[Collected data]

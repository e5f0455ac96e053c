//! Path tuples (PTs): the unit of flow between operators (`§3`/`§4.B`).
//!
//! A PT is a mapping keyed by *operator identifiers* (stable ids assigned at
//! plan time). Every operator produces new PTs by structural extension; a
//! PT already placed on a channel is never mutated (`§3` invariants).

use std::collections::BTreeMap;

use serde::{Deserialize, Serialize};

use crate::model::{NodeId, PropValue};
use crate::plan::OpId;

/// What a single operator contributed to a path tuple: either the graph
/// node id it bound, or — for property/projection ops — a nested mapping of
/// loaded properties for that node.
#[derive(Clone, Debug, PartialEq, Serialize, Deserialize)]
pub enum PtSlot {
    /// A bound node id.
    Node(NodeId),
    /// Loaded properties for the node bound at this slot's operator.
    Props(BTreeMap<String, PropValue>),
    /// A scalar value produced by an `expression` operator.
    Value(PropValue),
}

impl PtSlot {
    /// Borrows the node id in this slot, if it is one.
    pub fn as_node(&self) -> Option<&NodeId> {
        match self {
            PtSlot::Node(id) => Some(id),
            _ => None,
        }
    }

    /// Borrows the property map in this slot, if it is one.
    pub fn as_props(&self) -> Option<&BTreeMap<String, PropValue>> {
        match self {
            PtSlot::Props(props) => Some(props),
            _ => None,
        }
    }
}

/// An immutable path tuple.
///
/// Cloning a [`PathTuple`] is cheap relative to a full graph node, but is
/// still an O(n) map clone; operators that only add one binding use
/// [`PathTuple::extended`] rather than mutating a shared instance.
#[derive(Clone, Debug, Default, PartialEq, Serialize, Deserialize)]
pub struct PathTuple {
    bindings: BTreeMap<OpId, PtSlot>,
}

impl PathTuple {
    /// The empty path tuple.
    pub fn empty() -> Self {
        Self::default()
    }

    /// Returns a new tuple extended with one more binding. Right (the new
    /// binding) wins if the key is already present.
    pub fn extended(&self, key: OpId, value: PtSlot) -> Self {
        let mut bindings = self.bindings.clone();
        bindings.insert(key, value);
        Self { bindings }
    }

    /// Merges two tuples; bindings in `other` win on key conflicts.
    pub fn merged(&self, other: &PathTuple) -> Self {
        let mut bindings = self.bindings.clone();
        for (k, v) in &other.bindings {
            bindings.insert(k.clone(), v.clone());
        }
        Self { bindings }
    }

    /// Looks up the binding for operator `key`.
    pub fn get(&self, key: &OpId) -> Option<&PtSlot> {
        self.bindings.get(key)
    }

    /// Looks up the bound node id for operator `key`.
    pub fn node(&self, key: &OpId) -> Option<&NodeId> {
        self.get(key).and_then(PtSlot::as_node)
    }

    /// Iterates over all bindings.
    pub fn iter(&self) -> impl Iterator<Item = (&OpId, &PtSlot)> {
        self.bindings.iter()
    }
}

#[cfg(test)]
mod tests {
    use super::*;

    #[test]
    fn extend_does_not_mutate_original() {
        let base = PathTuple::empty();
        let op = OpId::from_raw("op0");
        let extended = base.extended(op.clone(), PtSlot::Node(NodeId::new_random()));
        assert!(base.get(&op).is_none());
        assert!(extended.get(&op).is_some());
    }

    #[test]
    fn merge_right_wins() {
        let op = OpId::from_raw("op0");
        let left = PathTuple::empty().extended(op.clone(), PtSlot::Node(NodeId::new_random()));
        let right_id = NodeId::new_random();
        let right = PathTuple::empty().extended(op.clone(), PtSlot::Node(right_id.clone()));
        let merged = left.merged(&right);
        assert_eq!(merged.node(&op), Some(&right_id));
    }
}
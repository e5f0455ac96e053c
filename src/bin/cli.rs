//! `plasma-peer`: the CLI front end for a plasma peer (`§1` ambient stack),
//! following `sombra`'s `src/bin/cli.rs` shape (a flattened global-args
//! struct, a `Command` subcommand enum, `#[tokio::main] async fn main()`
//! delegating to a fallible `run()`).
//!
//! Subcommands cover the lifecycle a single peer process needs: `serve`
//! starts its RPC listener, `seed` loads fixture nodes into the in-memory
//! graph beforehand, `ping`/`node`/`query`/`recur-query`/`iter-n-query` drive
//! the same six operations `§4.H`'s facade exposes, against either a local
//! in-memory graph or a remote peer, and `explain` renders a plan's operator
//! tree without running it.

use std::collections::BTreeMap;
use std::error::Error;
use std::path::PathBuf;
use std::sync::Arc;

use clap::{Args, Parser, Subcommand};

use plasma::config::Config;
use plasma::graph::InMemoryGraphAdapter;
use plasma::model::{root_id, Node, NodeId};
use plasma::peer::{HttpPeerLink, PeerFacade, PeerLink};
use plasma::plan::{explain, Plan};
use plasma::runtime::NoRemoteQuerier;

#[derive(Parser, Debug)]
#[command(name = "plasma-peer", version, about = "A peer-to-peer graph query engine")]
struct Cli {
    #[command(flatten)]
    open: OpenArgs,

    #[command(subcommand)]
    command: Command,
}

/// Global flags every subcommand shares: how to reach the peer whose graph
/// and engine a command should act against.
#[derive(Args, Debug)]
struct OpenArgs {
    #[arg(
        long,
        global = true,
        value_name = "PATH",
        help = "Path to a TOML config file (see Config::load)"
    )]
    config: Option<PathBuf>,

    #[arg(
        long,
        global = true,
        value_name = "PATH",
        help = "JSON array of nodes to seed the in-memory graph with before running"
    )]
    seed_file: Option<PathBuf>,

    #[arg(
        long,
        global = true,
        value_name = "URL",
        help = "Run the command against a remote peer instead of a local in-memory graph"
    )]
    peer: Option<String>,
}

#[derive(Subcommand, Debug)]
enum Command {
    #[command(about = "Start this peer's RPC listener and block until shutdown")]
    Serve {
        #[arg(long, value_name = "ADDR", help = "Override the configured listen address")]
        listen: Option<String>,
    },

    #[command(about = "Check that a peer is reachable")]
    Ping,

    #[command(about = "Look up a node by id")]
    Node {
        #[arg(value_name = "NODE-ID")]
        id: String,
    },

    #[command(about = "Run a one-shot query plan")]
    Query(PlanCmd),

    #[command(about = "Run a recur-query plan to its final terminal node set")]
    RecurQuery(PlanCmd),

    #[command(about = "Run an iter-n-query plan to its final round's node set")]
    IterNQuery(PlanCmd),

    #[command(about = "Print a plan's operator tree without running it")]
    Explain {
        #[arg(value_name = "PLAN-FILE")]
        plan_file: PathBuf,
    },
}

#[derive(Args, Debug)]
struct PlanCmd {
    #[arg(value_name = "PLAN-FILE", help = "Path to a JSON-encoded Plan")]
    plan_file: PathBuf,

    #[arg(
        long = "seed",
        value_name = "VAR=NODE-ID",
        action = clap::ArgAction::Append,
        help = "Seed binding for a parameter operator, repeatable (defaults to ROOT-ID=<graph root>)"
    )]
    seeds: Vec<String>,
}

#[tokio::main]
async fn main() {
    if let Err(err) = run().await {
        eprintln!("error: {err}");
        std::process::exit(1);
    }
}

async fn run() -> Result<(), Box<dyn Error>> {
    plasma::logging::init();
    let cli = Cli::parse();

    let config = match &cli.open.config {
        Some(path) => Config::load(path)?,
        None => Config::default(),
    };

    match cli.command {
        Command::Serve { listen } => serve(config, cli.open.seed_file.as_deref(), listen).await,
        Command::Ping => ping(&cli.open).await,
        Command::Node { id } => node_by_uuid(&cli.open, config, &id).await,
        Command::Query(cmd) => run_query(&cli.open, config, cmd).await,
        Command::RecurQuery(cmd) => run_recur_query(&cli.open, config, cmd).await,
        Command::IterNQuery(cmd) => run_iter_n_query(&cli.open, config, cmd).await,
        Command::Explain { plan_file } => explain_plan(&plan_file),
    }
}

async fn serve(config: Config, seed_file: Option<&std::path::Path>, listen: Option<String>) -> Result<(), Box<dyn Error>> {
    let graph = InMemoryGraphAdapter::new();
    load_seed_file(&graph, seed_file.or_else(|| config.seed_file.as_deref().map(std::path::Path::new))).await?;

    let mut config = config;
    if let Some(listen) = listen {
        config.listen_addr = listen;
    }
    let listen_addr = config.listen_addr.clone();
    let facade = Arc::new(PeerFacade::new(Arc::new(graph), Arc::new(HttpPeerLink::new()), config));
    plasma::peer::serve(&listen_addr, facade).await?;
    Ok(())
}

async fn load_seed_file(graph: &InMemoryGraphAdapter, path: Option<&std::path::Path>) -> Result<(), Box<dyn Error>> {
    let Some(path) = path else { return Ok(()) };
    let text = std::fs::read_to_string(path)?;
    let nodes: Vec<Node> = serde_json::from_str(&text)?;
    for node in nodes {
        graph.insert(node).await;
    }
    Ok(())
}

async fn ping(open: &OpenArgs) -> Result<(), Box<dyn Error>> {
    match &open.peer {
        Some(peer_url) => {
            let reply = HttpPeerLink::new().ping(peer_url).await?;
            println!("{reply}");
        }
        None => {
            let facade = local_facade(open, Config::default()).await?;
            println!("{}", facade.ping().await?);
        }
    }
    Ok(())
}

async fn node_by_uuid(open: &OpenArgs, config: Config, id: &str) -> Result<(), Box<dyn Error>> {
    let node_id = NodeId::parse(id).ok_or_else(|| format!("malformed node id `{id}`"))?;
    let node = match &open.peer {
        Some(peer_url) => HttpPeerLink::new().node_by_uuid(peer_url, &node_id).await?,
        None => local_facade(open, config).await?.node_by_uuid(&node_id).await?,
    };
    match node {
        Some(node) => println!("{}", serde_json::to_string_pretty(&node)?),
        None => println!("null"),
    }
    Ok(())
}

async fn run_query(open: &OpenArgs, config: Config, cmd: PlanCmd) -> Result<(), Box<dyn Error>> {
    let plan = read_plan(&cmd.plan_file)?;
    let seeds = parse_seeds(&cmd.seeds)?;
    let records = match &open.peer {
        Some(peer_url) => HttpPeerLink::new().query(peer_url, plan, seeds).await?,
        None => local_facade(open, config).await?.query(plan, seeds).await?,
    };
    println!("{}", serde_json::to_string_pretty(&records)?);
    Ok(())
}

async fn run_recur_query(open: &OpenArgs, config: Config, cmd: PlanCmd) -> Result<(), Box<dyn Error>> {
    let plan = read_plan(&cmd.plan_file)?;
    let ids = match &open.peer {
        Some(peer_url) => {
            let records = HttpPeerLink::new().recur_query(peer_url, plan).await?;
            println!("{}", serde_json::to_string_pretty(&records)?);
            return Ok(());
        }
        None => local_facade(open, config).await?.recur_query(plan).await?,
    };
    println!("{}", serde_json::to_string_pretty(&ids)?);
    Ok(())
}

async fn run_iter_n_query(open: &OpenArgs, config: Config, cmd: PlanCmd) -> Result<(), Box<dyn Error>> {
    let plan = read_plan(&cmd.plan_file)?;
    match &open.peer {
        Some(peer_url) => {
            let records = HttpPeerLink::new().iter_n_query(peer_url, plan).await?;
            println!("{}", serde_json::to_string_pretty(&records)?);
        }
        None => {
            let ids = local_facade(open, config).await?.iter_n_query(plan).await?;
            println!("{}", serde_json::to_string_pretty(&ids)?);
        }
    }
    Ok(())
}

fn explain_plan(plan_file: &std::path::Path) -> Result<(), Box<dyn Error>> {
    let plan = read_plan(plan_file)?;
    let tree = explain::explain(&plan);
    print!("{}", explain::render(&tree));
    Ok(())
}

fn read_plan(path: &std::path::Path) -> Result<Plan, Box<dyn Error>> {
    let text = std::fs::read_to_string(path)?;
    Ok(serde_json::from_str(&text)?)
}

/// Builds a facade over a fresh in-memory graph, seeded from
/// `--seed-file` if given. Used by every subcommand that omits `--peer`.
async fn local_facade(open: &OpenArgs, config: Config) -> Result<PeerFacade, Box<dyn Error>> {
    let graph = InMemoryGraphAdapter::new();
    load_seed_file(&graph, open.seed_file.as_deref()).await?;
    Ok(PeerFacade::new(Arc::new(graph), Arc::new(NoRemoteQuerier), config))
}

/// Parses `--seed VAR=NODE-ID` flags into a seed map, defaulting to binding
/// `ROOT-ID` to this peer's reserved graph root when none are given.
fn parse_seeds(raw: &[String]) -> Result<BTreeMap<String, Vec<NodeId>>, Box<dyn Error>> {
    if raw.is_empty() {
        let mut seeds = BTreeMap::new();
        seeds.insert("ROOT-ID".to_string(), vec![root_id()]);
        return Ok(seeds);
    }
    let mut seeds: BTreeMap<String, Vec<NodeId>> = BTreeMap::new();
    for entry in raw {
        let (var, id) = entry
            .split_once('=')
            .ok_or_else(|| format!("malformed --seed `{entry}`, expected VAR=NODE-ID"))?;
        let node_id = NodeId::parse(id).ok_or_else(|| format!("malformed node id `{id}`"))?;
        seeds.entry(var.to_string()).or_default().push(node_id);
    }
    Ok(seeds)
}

---

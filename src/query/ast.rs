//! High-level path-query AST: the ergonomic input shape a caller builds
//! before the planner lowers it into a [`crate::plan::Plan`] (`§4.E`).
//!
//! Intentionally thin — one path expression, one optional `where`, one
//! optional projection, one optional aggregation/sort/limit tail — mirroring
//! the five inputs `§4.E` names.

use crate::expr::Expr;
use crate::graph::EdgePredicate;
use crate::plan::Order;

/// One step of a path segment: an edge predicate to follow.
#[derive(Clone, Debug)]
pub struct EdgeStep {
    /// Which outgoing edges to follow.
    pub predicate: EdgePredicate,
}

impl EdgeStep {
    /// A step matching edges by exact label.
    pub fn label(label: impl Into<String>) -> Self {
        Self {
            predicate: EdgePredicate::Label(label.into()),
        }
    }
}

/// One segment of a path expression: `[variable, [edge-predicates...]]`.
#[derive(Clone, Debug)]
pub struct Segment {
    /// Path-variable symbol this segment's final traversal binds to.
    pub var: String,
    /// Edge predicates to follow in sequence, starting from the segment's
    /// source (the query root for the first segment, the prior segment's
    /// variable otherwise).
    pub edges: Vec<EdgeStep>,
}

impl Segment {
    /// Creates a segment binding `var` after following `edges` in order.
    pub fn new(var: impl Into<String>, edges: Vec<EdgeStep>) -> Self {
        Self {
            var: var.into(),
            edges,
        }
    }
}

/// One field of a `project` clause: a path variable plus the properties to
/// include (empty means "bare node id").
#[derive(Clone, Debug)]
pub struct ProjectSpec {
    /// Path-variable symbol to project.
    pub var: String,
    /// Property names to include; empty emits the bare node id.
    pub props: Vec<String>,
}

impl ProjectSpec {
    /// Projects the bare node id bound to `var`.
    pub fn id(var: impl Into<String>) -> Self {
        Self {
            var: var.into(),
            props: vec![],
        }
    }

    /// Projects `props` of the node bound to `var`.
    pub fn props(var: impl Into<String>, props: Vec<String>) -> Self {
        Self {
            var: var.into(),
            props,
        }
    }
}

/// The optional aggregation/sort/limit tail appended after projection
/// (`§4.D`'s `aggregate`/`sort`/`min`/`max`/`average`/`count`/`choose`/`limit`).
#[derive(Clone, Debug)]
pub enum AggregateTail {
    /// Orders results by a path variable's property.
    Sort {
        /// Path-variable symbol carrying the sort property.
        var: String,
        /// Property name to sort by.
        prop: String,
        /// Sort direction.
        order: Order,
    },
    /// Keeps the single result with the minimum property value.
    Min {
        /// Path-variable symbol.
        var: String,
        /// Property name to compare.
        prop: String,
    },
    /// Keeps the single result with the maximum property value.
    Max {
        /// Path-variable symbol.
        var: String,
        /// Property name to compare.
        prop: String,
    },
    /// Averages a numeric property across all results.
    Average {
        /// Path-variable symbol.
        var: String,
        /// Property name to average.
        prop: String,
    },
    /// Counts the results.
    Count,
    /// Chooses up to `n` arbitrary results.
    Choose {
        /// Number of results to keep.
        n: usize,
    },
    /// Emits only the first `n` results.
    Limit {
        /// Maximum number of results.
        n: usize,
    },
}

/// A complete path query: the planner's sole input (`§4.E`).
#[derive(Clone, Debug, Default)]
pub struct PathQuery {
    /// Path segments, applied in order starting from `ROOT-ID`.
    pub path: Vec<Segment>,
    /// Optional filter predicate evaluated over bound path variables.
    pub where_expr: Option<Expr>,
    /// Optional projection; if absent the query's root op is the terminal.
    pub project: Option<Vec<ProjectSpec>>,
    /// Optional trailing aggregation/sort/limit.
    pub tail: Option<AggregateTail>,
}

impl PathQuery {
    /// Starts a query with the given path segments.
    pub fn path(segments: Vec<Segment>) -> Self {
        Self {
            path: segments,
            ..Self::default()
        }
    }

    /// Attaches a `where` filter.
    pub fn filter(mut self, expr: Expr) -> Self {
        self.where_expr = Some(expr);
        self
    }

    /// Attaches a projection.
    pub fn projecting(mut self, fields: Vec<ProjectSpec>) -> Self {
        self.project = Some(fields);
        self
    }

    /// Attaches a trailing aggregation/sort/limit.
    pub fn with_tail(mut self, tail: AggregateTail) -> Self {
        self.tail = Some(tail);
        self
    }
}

• Task objective
Copy out only the lines above from the one with "binding for a" to the one with "let cli = Cli::parse();", inclusive, exactly as they stand.

• Response below
        help = "Seed binding for a parameter operator, repeatable (defaults to ROOT-ID=<graph root>)"
    )]
    seeds: Vec<String>,
}

#[tokio::main]
async fn main() {
    if let Err(err) = run().await {
        eprintln!("error: {err}");
        std::process::exit(1);
    }
}

async fn run() -> Result<(), Box<dyn Error>> {
    plasma::logging::init();
    let cli = Cli::parse();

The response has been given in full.